国内PLMアプリケーション市場では、COVID-19の影響によって特に2020年前半の製造業の業績低迷の結果、PLM投資が抑制を受けたと同社は見る。2020年後半に市場は回復基調となったが、家電/エレクトロニクスなど好調に推移した業種があった反面、素材/輸送機器などの業種で投資抑制が見られ、また半導体サプライの不足や消費の減退などの影響を受けたため、年間を通してプラス成長にまでは至らず前年比2.8%減の2783億6100万円にとどまった。
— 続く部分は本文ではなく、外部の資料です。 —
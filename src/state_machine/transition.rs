//! Pure state transition function
//!
//! Given the current session, its context and one event, compute the next
//! session and the effects the runtime must carry out. No I/O happens here.

use super::{ConversationState, Effect, Event, Session, SessionContext};
use crate::context::{Role, Turn};
use crate::goodbye::is_goodbye;
use crate::prompts::contextual_prompt;
use crate::retry::{self, RetryDecision};
use crate::timers::TimerSlot;
use crate::transport::MessageKind;
use thiserror::Error;

/// Error message for a start command without credentials
pub const NOT_CONFIGURED: &str = "Not configured";

/// Result of a state transition
#[derive(Debug)]
pub struct TransitionResult {
    pub new_session: Session,
    pub effects: Vec<Effect>,
}

impl TransitionResult {
    pub fn new(session: Session) -> Self {
        Self {
            new_session: session,
            effects: vec![],
        }
    }

    pub fn with_effect(mut self, effect: Effect) -> Self {
        self.effects.push(effect);
        self
    }

    pub fn with_effects(mut self, effects: impl IntoIterator<Item = Effect>) -> Self {
        self.effects.extend(effects);
        self
    }
}

/// Errors that can occur during transition
#[derive(Debug, Error, PartialEq, Eq)]
pub enum TransitionError {
    #[error("A call is already in progress (stop it first)")]
    CallInProgress,
}

/// Pure transition function
#[allow(clippy::too_many_lines)] // One arm per event
pub fn transition(
    session: &Session,
    context: &SessionContext,
    event: Event,
) -> Result<TransitionResult, TransitionError> {
    let mut next = session.clone();

    match event {
        // ============================================================
        // Call lifecycle
        // ============================================================
        Event::CallStart => {
            next.conversation_state = if next.first_activation {
                ConversationState::Greeting
            } else {
                ConversationState::Active
            };
            next.listening = true;
            next.first_activation = false;
            next.retry_count = 0;
            next.pending_start = None;
            next.error_message = None;
            next.status_message = None;
            Ok(TransitionResult::new(next).with_effect(Effect::CancelAllTimers))
        }

        Event::CallEnd => {
            next.conversation_state = ConversationState::Idle;
            next.listening = false;
            next.pending_start = None;
            clear_processing(&mut next);
            next.turn_started_at = None;
            Ok(TransitionResult::new(next).with_effect(Effect::CancelAllTimers))
        }

        // ============================================================
        // Turn taking
        // ============================================================
        Event::SpeechStart { at } => {
            clear_processing(&mut next);
            let latency = next
                .turn_started_at
                .take()
                .map(|mark| Effect::RecordLatency {
                    sample: at.saturating_duration_since(mark),
                });

            // The closing utterance plays while ending; keep the hangup armed.
            let timers = if next.is_ending() {
                vec![
                    Effect::cancel(TimerSlot::Silence),
                    Effect::cancel(TimerSlot::ProcessingSpinner),
                ]
            } else {
                next.conversation_state = ConversationState::Active;
                vec![Effect::CancelAllTimers]
            };

            Ok(TransitionResult::new(next)
                .with_effects(timers)
                .with_effects(latency))
        }

        Event::SpeechEnd { at } => {
            next.processing = true;
            next.turn_started_at = Some(at);
            let timings = &context.timings;
            Ok(TransitionResult::new(next)
                .with_effect(Effect::arm(TimerSlot::Silence, timings.silence))
                .with_effect(Effect::arm(
                    TimerSlot::ProcessingSpinner,
                    timings.processing_spinner,
                )))
        }

        Event::Message {
            kind,
            role,
            transcript,
        } => {
            let transcript = transcript.trim();
            if kind != MessageKind::Transcript || transcript.is_empty() {
                return Ok(TransitionResult::new(next));
            }
            next.context.push(Turn::new(role, transcript));

            match role {
                Role::User if next.listening && !next.is_ending() && is_goodbye(transcript) => {
                    tracing::info!(session_id = %context.session_id, "Explicit goodbye detected");
                    Ok(enter_ending(next, context))
                }
                Role::User => Ok(TransitionResult::new(next)),
                Role::Assistant if next.is_ending() => Ok(TransitionResult::new(next)),
                Role::Assistant => Ok(TransitionResult::new(next)
                    .with_effect(Effect::CancelAllTimers)
                    .with_effect(Effect::arm(TimerSlot::Ending, context.timings.ending))),
            }
        }

        Event::VolumeLevel { .. } => Ok(TransitionResult::new(next)),

        // ============================================================
        // Errors and retry
        // ============================================================
        Event::TransportError { message } => Ok(handle_error(next, context, &message)),

        Event::StartFailed { attempt, message } => {
            if next.pending_start != Some(attempt) {
                tracing::debug!(
                    session_id = %context.session_id,
                    attempt,
                    error = %message,
                    "Ignoring failure of an abandoned start"
                );
                return Ok(TransitionResult::new(next));
            }
            Ok(handle_error(next, context, &message))
        }

        // ============================================================
        // User commands
        // ============================================================
        Event::StartRequested => {
            if next.listening {
                return Err(TransitionError::CallInProgress);
            }
            // A manual start supersedes any pending automatic one.
            Ok(request_start(next, context).with_effect(Effect::cancel(TimerSlot::Retry)))
        }

        Event::StopRequested => {
            // Abandons any pending automatic restart along with its budget.
            next.status_message = None;
            next.retry_count = 0;
            next.pending_start = None;
            Ok(TransitionResult::new(next)
                .with_effect(Effect::CancelAllTimers)
                .with_effect(Effect::StopTransport))
        }

        // ============================================================
        // Timers
        // ============================================================
        Event::TimerFired { handle } => Ok(timer_fired(next, context, handle.slot)),
    }
}

/// A claimed timer fired; each slot re-checks that its action still applies
fn timer_fired(mut next: Session, context: &SessionContext, slot: TimerSlot) -> TransitionResult {
    match slot {
        TimerSlot::Silence => {
            if !next.listening || next.is_ending() {
                return TransitionResult::new(next);
            }
            let text = contextual_prompt(next.context.last_user_utterance()).to_string();
            TransitionResult::new(next).with_effect(Effect::SendPrompt { text })
        }

        TimerSlot::ProcessingSpinner => {
            next.busy_indicator = next.processing;
            TransitionResult::new(next)
        }

        TimerSlot::Ending => {
            if !next.listening || next.is_ending() {
                return TransitionResult::new(next);
            }
            tracing::info!(session_id = %context.session_id, "Conversation inactive, closing");
            enter_ending(next, context)
        }

        TimerSlot::Hangup => {
            if !next.is_ending() {
                return TransitionResult::new(next);
            }
            TransitionResult::new(next).with_effect(Effect::StopTransport)
        }

        TimerSlot::Retry => {
            if next.listening {
                return TransitionResult::new(next);
            }
            request_start(next, context)
        }
    }
}

fn clear_processing(session: &mut Session) {
    session.processing = false;
    session.busy_indicator = false;
}

/// Enter `ending` and give the closing utterance time to play before hangup
fn enter_ending(mut session: Session, context: &SessionContext) -> TransitionResult {
    session.conversation_state = ConversationState::Ending;
    TransitionResult::new(session)
        .with_effect(Effect::CancelAllTimers)
        .with_effect(Effect::arm(TimerSlot::Hangup, context.timings.hangup_grace))
}

fn request_start(mut session: Session, context: &SessionContext) -> TransitionResult {
    let assistant_id = match (&context.assistant_id, session.configured) {
        (Some(id), true) => id.clone(),
        _ => {
            session.error_message = Some(NOT_CONFIGURED.to_string());
            session.status_message = None;
            return TransitionResult::new(session);
        }
    };

    session.error_message = None;
    if session.retry_count == 0 {
        session.status_message = Some("Connecting...".to_string());
    }
    session.start_attempts += 1;
    session.pending_start = Some(session.start_attempts);
    let attempt = session.start_attempts;
    TransitionResult::new(session).with_effect(Effect::StartTransport {
        assistant_id,
        attempt,
    })
}

/// Every error leaves the call down and no timers armed before classification
fn handle_error(mut session: Session, context: &SessionContext, message: &str) -> TransitionResult {
    session.listening = false;
    session.conversation_state = ConversationState::Idle;
    session.pending_start = None;
    clear_processing(&mut session);
    session.turn_started_at = None;

    match retry::decide(message, session.retry_count) {
        RetryDecision::Retry { attempt, status } => {
            tracing::warn!(
                session_id = %context.session_id,
                attempt,
                error = %message,
                "Transient transport error, retrying"
            );
            session.retry_count = attempt;
            session.error_message = None;
            session.status_message = Some(status);
            TransitionResult::new(session)
                .with_effect(Effect::CancelAllTimers)
                .with_effect(Effect::arm(TimerSlot::Retry, context.timings.retry))
        }
        RetryDecision::GiveUp { message: terminal } => {
            tracing::error!(
                session_id = %context.session_id,
                error = %terminal,
                "Transport error"
            );
            session.retry_count = 0;
            session.status_message = None;
            session.error_message = Some(terminal);
            TransitionResult::new(session).with_effect(Effect::CancelAllTimers)
        }
    }
}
国内EAソフトウェア市場は、「2025年の崖」問題への対応や企業のDX(デジタルトランスフォ―メーション)の進行により継続的に成長すると同社は予測するが、2020年の市場減少からの回復は緩やかであり、2020年から2025年における年間平均成長率(CAGR)は1.8%、2025年の市場規模は6000億6600万円になると予測されている。

同社ソフトウェア&セキュリティ/ITスペンディング グループディレクターの眞鍋敬氏は、「同市場に参入しているITサプライヤーが成長を維持していくためには、短期的には詳細な産業分野別の業績動向を注視したマーケティング活動およびDX/レジリエンシーを目的としたクラウドシフトの提案推進、中期的には社内外ビジネスプロセスの自動化訴求を行うべきである」と述べている。